Your task>
Each line of the data below must be reproduced without any change.
══ Data for analysis ══
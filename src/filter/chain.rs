//! Continuation passed to each filter.

use crate::error::GatewayError;
use crate::exchange::{ChainState, Exchange};
use crate::filter::OrderedFilter;

/// The rest of the sorted filter chain.
///
/// `proceed` consumes the chain, so a filter can run its successors at most once.
#[derive(Debug)]
pub struct Chain<'a> {
    filters: &'a [OrderedFilter],
    index: usize,
}

impl<'a> Chain<'a> {
    pub fn new(filters: &'a [OrderedFilter]) -> Self {
        Self { filters, index: 0 }
    }

    /// Position of the next filter in the sorted chain.
    pub fn position(&self) -> usize {
        self.index
    }

    pub fn is_exhausted(&self) -> bool {
        self.index >= self.filters.len()
    }

    /// Runs the remaining filters. Completes once every one of them has finished
    /// its post-work.
    pub async fn proceed(self, exchange: &mut Exchange) -> Result<(), GatewayError> {
        let Some(current) = self.filters.get(self.index) else {
            return Ok(());
        };
        exchange.set_state(ChainState::Running(self.index));
        let next = Chain {
            filters: self.filters,
            index: self.index + 1,
        };
        current.filter.filter(exchange, next).await
    }
}

#[cfg(test)]
mod tests {
    use super::*;
    use crate::exchange::testing::exchange;
    use crate::filter::testing::recording;
    use crate::filter::{GatewayFilter, OrderedFilter};
    use async_trait::async_trait;
    use axum::http::{Method, StatusCode};
    use std::sync::{Arc, Mutex};

    #[derive(Debug)]
    struct ShortCircuit;

    #[async_trait]
    impl GatewayFilter for ShortCircuit {
        async fn filter(&self, exchange: &mut Exchange, _chain: Chain<'_>) -> Result<(), GatewayError> {
            exchange.response.set_status(StatusCode::FORBIDDEN);
            Ok(())
        }
    }

    #[derive(Debug)]
    struct Failing;

    #[async_trait]
    impl GatewayFilter for Failing {
        async fn filter(&self, _exchange: &mut Exchange, _chain: Chain<'_>) -> Result<(), GatewayError> {
            Err(GatewayError::UpstreamConnect("refused".into()))
        }
    }

    #[tokio::test]
    async fn test_pre_ascending_post_descending() {
        let log = Arc::new(Mutex::new(Vec::new()));
        let filters = vec![recording(1, "a", &log), recording(2, "b", &log), recording(3, "c", &log)];
        let mut exchange = exchange(Method::GET, "/");

        Chain::new(&filters).proceed(&mut exchange).await.unwrap();

        assert_eq!(
            *log.lock().unwrap(),
            vec!["pre:a", "pre:b", "pre:c", "post:c", "post:b", "post:a"]
        );
        assert_eq!(exchange.state(), ChainState::Running(2));
    }

    #[tokio::test]
    async fn test_short_circuit_skips_rest() {
        let log = Arc::new(Mutex::new(Vec::new()));
        let filters = vec![
            recording(1, "outer", &log),
            OrderedFilter::new(2, ShortCircuit),
            recording(3, "never", &log),
        ];
        let mut exchange = exchange(Method::GET, "/");

        Chain::new(&filters).proceed(&mut exchange).await.unwrap();

        assert_eq!(*log.lock().unwrap(), vec!["pre:outer", "post:outer"]);
        assert_eq!(exchange.response.status(), Some(StatusCode::FORBIDDEN));
    }

    #[tokio::test]
    async fn test_failure_unwinds_through_entered_filters() {
        let log = Arc::new(Mutex::new(Vec::new()));
        let filters = vec![recording(1, "outer", &log), OrderedFilter::new(2, Failing)];
        let mut exchange = exchange(Method::GET, "/");

        let err = Chain::new(&filters).proceed(&mut exchange).await.unwrap_err();

        assert!(matches!(err, GatewayError::UpstreamConnect(_)));
        assert_eq!(*log.lock().unwrap(), vec!["pre:outer", "post:outer"]);
    }

    #[test]
    fn test_empty_chain_is_exhausted() {
        let chain = Chain::new(&[]);
        assert!(chain.is_exhausted());
        assert_eq!(chain.position(), 0);
    }
}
═══
Answer to the problem>
filename src/filter/chain.rs
//! Continuation passed to each filter.

use crate::error::GatewayError;
use crate::exchange::{ChainState, Exchange};
use crate::filter::OrderedFilter;

/// The rest of the sorted filter chain.
///
/// `proceed` consumes the chain, so a filter can run its successors at most once.
#[derive(Debug)]
pub struct Chain<'a> {
    filters: &'a [OrderedFilter],
    index: usize,
}

impl<'a> Chain<'a> {
    pub fn new(filters: &'a [OrderedFilter]) -> Self {
        Self { filters, index: 0 }
    }

    /// Position of the next filter in the sorted chain.
    pub fn position(&self) -> usize {
        self.index
    }

    pub fn is_exhausted(&self) -> bool {
        self.index >= self.filters.len()
    }

    /// Runs the remaining filters. Completes once every one of them has finished
    /// its post-work.
    pub async fn proceed(self, exchange: &mut Exchange) -> Result<(), GatewayError> {
        let Some(current) = self.filters.get(self.index) else {
            return Ok(());
        };
        exchange.set_state(ChainState::Running(self.index));
        let next = Chain {
            filters: self.filters,
            index: self.index + 1,
        };
        current.filter.filter(exchange, next).await
    }
}

#[cfg(test)]
mod tests {
    use super::*;
    use crate::exchange::testing::exchange;
    use crate::filter::testing::recording;
    use crate::filter::{GatewayFilter, OrderedFilter};
    use async_trait::async_trait;
    use axum::http::{Method, StatusCode};
    use std::sync::{Arc, Mutex};

    #[derive(Debug)]
    struct ShortCircuit;

    #[async_trait]
    impl GatewayFilter for ShortCircuit {
        async fn filter(&self, exchange: &mut Exchange, _chain: Chain<'_>) -> Result<(), GatewayError> {
            exchange.response.set_status(StatusCode::FORBIDDEN);
            Ok(())
        }
    }

    #[derive(Debug)]
    struct Failing;

    #[async_trait]
    impl GatewayFilter for Failing {
        async fn filter(&self, _exchange: &mut Exchange, _chain: Chain<'_>) -> Result<(), GatewayError> {
            Err(GatewayError::UpstreamConnect("refused".into()))
        }
    }

    #[tokio::test]
    async fn test_pre_ascending_post_descending() {
        let log = Arc::new(Mutex::new(Vec::new()));
        let filters = vec![recording(1, "a", &log), recording(2, "b", &log), recording(3, "c", &log)];
        let mut exchange = exchange(Method::GET, "/");

        Chain::new(&filters).proceed(&mut exchange).await.unwrap();

        assert_eq!(
            *log.lock().unwrap(),
            vec!["pre:a", "pre:b", "pre:c", "post:c", "post:b", "post:a"]
        );
        assert_eq!(exchange.state(), ChainState::Running(2));
    }

    #[tokio::test]
    async fn test_short_circuit_skips_rest() {
        let log = Arc::new(Mutex::new(Vec::new()));
        let filters = vec![
            recording(1, "outer", &log),
            OrderedFilter::new(2, ShortCircuit),
            recording(3, "never", &log),
        ];
        let mut exchange = exchange(Method::GET, "/");

        Chain::new(&filters).proceed(&mut exchange).await.unwrap();

        assert_eq!(*log.lock().unwrap(), vec!["pre:outer", "post:outer"]);
        assert_eq!(exchange.response.status(), Some(StatusCode::FORBIDDEN));
    }

    #[tokio::test]
    async fn test_failure_unwinds_through_entered_filters() {
        let log = Arc::new(Mutex::new(Vec::new()));
        let filters = vec![recording(1, "outer", &log), OrderedFilter::new(2, Failing)];
        let mut exchange = exchange(Method::GET, "/");

        let err = Chain::new(&filters).proceed(&mut exchange).await.unwrap_err();

        assert!(matches!(err, GatewayError::UpstreamConnect(_)));
        assert_eq!(*log.lock().unwrap(), vec!["pre:outer", "post:outer"]);
    }

    #[test]
    fn test_empty_chain_is_exhausted() {
        let chain = Chain::new(&[]);
        assert!(chain.is_exhausted());
        assert_eq!(chain.position(), 0);
    }
}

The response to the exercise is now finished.